▸ ACTIVITY:
Return only the stretch of the material below that begins with the line containing "task through a" and ends with the line containing "pub use simulated::SimulatedPlant;", exactly; both of those lines belong to it.

▸ LISTED RECORDS:
- - -

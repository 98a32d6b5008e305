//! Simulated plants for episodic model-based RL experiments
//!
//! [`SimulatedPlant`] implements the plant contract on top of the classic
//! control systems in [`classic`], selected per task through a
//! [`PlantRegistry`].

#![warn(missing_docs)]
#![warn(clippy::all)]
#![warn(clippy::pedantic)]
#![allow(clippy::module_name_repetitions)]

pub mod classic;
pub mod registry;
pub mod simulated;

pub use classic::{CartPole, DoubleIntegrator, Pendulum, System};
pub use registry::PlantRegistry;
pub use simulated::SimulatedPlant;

- - -

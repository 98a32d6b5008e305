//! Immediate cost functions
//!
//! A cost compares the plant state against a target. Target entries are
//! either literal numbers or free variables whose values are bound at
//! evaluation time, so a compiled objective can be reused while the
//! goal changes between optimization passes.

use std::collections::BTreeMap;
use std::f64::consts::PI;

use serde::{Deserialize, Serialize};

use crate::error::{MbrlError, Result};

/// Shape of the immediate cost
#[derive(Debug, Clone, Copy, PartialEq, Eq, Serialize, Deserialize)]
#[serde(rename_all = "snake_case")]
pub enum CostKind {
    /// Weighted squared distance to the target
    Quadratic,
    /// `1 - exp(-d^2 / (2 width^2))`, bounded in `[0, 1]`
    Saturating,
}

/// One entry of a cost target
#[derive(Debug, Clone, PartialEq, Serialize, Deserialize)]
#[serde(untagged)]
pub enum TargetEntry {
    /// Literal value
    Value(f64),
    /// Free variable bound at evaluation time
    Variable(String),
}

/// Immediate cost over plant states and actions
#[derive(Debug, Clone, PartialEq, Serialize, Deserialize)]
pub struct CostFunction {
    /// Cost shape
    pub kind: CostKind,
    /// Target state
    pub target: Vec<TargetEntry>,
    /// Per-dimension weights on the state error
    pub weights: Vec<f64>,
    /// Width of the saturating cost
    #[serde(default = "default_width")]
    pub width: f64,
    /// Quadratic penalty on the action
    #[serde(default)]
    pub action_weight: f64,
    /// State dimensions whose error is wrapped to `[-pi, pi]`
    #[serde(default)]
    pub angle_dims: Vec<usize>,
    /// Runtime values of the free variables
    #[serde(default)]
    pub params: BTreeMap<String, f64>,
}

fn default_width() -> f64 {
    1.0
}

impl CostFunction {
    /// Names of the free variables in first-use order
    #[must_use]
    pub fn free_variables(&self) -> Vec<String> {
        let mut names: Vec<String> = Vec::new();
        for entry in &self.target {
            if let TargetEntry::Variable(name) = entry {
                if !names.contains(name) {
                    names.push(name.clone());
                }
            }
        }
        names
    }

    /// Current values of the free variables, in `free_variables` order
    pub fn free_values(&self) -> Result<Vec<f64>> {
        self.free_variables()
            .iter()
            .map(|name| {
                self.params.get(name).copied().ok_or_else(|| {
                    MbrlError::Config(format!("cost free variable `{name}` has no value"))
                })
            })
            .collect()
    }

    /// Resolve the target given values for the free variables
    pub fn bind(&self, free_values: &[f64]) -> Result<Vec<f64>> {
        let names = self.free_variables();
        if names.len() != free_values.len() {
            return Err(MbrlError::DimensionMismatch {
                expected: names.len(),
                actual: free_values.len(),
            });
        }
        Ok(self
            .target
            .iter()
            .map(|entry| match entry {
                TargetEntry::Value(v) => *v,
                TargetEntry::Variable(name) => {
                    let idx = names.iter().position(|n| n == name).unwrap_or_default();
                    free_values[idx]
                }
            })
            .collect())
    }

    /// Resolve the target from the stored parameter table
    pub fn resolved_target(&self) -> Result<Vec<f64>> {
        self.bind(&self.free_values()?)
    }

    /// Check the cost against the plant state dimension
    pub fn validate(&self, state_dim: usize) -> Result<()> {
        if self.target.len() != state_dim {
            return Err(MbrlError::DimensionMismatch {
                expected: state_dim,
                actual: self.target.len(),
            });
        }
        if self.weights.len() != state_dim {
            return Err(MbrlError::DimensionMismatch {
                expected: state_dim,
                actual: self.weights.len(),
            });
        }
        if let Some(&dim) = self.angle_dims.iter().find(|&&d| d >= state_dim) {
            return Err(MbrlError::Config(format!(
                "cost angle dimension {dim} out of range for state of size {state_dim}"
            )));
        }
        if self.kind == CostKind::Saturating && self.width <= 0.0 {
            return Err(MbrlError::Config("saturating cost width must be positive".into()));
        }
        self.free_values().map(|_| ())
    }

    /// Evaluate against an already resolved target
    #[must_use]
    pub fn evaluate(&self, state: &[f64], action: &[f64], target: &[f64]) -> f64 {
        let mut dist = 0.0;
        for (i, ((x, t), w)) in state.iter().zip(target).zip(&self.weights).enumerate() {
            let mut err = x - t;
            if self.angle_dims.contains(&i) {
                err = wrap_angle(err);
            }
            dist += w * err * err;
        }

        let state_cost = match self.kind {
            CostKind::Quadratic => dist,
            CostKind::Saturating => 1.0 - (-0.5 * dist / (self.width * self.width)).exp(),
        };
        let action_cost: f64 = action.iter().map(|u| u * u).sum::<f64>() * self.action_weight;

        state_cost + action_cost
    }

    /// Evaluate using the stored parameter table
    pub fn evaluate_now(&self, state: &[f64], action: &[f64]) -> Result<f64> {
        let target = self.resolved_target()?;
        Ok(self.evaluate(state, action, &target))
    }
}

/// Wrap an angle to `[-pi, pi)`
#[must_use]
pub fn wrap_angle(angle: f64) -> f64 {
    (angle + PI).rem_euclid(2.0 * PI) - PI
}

- - -

▸ ANSWER TO THIS PROBLEM:
//! control systems in [`classic`], selected per task through a
//! [`PlantRegistry`].

#![warn(missing_docs)]
#![warn(clippy::all)]
#![warn(clippy::pedantic)]
#![allow(clippy::module_name_repetitions)]

pub mod classic;
pub mod registry;
pub mod simulated;

pub use classic::{CartPole, DoubleIntegrator, Pendulum, System};
pub use registry::PlantRegistry;
pub use simulated::SimulatedPlant;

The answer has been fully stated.